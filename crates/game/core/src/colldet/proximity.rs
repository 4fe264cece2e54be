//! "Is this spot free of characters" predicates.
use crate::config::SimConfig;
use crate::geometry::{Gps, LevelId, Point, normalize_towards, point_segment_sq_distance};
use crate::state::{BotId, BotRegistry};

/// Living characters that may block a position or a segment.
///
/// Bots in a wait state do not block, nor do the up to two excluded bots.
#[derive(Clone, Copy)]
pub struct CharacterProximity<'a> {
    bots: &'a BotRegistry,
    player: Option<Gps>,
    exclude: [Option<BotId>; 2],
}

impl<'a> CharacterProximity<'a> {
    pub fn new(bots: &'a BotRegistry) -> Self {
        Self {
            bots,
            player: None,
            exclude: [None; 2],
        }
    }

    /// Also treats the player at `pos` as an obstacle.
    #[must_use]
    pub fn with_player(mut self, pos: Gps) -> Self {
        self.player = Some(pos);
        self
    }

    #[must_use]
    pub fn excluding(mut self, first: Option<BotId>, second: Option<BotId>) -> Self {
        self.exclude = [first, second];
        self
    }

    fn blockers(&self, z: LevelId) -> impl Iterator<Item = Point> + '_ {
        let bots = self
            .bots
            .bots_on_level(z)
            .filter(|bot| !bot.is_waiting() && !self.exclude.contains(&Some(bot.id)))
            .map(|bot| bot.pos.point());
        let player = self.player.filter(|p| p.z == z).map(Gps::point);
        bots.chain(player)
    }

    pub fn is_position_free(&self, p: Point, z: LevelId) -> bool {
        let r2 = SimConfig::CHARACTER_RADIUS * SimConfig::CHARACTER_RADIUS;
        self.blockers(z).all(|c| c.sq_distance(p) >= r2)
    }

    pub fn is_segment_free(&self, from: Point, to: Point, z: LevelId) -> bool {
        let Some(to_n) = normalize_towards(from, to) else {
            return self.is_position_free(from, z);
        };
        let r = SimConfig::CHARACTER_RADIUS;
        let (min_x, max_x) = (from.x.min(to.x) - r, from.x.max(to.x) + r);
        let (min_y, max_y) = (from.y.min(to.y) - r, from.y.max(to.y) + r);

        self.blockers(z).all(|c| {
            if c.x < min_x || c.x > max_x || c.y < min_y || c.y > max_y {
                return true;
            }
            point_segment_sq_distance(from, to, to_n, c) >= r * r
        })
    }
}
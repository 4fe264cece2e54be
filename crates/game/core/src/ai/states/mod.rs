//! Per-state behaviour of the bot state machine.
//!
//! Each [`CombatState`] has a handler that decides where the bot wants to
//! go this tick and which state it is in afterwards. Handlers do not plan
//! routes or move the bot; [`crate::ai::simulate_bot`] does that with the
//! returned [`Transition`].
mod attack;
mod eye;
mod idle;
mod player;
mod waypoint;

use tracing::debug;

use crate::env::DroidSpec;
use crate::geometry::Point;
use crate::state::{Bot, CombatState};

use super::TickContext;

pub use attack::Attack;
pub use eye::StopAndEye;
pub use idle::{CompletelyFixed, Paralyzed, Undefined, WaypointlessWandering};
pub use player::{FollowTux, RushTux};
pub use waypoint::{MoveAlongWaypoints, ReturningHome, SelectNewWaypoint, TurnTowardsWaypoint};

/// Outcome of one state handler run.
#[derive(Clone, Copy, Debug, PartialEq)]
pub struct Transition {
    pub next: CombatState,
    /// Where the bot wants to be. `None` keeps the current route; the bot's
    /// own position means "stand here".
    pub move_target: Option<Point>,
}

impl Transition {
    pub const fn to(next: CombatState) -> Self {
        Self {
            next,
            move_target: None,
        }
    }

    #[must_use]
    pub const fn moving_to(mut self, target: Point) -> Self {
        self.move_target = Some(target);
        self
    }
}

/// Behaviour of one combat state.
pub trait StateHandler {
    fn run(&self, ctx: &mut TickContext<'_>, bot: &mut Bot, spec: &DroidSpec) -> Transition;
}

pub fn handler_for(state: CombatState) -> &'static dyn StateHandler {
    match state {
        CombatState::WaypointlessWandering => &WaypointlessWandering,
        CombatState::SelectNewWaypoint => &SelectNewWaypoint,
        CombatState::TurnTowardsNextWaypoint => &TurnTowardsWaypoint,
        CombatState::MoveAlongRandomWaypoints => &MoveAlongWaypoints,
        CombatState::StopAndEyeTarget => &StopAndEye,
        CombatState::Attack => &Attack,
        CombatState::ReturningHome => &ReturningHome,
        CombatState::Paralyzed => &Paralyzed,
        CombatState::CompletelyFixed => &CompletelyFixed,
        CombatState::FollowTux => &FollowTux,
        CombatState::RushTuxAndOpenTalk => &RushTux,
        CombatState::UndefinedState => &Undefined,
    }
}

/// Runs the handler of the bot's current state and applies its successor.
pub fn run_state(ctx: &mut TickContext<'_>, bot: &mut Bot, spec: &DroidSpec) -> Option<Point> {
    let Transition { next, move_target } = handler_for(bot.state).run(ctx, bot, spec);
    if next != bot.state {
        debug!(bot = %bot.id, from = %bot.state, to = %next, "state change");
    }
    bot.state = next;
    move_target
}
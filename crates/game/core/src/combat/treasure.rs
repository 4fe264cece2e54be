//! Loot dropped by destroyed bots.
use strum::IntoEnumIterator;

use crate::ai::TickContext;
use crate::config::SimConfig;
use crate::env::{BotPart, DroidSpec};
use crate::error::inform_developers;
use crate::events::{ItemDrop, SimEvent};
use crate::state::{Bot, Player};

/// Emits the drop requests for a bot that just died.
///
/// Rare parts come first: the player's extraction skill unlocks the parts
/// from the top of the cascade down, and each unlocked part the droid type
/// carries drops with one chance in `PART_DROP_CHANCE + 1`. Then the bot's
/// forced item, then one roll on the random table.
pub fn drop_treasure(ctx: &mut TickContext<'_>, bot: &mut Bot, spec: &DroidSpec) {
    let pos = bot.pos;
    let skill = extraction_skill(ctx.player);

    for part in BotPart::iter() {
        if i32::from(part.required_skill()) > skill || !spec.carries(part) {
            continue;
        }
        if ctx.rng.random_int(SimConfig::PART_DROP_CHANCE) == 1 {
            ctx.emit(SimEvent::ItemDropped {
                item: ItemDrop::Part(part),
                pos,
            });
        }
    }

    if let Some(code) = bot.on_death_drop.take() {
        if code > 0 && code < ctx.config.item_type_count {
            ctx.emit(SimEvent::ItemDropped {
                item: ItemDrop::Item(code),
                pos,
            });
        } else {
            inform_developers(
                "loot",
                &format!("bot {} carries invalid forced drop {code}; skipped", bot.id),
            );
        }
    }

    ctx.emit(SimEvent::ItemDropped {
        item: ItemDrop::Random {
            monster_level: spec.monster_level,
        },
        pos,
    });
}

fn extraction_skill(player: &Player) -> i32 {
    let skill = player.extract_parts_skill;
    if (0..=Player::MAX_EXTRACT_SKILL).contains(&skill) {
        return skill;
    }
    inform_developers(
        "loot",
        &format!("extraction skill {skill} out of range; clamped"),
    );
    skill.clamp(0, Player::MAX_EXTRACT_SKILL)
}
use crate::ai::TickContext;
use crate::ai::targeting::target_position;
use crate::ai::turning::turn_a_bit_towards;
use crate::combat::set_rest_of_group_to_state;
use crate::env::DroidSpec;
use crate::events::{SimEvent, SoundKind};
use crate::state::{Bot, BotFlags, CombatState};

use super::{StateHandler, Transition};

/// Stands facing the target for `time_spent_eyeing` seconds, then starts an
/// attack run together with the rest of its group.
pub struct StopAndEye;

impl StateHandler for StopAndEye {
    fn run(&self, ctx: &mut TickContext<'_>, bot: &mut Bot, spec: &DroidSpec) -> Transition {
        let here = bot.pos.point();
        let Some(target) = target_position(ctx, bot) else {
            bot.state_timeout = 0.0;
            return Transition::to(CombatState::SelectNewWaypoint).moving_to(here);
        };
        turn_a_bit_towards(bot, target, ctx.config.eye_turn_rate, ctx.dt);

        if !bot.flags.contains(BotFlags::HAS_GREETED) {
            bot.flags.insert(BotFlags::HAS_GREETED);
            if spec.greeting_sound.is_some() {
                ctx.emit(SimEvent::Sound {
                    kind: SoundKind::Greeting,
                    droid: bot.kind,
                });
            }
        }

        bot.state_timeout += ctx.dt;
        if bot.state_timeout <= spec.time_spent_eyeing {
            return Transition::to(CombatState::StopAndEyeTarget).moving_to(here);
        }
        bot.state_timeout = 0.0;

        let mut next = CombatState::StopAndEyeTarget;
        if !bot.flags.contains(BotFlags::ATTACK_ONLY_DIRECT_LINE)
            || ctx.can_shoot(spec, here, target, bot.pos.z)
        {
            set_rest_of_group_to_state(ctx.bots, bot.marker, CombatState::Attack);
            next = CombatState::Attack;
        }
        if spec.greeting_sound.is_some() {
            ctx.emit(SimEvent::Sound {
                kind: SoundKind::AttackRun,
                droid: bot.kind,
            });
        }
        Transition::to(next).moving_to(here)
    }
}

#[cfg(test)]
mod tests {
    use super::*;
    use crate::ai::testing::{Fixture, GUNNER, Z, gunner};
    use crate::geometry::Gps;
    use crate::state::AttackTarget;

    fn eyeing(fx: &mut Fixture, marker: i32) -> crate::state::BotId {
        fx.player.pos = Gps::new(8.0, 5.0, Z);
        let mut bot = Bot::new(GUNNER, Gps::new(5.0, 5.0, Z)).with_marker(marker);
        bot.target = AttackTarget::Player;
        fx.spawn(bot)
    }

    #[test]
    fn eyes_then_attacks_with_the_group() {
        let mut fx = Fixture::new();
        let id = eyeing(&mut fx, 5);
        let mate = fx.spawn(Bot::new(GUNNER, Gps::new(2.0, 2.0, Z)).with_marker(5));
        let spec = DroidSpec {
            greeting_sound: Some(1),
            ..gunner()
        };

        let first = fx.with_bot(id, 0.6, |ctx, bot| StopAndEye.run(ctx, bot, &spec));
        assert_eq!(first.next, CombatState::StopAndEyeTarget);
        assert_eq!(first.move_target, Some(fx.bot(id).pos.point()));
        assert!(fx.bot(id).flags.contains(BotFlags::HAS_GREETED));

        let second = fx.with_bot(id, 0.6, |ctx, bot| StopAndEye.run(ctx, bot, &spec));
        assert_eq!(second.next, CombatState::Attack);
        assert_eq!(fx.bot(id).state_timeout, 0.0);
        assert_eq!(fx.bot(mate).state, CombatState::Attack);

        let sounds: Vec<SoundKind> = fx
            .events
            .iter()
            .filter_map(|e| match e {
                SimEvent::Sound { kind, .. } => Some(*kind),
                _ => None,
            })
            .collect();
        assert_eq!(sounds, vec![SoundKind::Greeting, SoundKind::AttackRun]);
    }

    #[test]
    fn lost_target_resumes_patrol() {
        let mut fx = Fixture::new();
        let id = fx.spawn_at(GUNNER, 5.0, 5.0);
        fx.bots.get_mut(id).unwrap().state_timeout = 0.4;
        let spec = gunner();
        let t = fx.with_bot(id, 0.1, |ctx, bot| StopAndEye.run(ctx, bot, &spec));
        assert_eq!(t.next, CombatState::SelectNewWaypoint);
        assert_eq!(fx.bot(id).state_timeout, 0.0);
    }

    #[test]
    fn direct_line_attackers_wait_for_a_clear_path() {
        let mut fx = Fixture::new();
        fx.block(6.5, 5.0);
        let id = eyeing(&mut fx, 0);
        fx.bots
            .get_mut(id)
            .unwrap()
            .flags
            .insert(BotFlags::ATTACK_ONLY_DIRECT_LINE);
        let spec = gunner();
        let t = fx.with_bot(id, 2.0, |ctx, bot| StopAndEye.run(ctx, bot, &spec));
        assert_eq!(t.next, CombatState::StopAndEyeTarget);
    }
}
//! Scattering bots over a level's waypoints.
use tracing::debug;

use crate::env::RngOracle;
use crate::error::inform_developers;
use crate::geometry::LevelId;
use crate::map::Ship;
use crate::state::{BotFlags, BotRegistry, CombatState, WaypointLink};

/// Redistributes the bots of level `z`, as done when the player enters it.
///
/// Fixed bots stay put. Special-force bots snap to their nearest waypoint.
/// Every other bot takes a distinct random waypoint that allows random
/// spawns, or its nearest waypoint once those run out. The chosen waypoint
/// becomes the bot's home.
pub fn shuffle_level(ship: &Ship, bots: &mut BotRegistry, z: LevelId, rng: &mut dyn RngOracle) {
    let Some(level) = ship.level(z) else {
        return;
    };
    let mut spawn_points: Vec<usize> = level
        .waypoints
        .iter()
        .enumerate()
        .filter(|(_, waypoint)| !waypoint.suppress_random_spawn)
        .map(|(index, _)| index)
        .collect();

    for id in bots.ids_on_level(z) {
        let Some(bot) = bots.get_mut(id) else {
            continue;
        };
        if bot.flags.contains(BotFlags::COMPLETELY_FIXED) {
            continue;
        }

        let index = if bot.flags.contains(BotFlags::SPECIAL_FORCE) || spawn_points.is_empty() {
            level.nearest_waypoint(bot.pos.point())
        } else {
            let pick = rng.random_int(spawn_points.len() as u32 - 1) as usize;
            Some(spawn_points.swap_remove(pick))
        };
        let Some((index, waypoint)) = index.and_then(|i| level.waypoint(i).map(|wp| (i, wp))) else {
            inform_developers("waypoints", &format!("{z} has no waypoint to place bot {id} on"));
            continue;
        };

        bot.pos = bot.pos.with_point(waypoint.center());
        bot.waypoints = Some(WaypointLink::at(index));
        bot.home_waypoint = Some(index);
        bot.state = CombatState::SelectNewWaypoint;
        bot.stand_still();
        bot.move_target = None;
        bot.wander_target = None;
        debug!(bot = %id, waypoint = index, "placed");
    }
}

= = = = = = =

TASK GOAL: Reproduce only the lines above spanning from the line containing "one combat state." through the line containing "for part in", word for word.

RESPONSE TO THIS EXERCISE:
/// Behaviour of one combat state.
pub trait StateHandler {
    fn run(&self, ctx: &mut TickContext<'_>, bot: &mut Bot, spec: &DroidSpec) -> Transition;
}

pub fn handler_for(state: CombatState) -> &'static dyn StateHandler {
    match state {
        CombatState::WaypointlessWandering => &WaypointlessWandering,
        CombatState::SelectNewWaypoint => &SelectNewWaypoint,
        CombatState::TurnTowardsNextWaypoint => &TurnTowardsWaypoint,
        CombatState::MoveAlongRandomWaypoints => &MoveAlongWaypoints,
        CombatState::StopAndEyeTarget => &StopAndEye,
        CombatState::Attack => &Attack,
        CombatState::ReturningHome => &ReturningHome,
        CombatState::Paralyzed => &Paralyzed,
        CombatState::CompletelyFixed => &CompletelyFixed,
        CombatState::FollowTux => &FollowTux,
        CombatState::RushTuxAndOpenTalk => &RushTux,
        CombatState::UndefinedState => &Undefined,
    }
}

/// Runs the handler of the bot's current state and applies its successor.
pub fn run_state(ctx: &mut TickContext<'_>, bot: &mut Bot, spec: &DroidSpec) -> Option<Point> {
    let Transition { next, move_target } = handler_for(bot.state).run(ctx, bot, spec);
    if next != bot.state {
        debug!(bot = %bot.id, from = %bot.state, to = %next, "state change");
    }
    bot.state = next;
    move_target
}
filename crates/game/core/src/combat/treasure.rs
repository 4fe264cece2e54be
//! Loot dropped by destroyed bots.
use strum::IntoEnumIterator;

use crate::ai::TickContext;
use crate::config::SimConfig;
use crate::env::{BotPart, DroidSpec};
use crate::error::inform_developers;
use crate::events::{ItemDrop, SimEvent};
use crate::state::{Bot, Player};

/// Emits the drop requests for a bot that just died.
///
/// Rare parts come first: the player's extraction skill unlocks the parts
/// from the top of the cascade down, and each unlocked part the droid type
/// carries drops with one chance in `PART_DROP_CHANCE + 1`. Then the bot's
/// forced item, then one roll on the random table.
pub fn drop_treasure(ctx: &mut TickContext<'_>, bot: &mut Bot, spec: &DroidSpec) {
    let pos = bot.pos;
    let skill = extraction_skill(ctx.player);

    for part in BotPart::iter() {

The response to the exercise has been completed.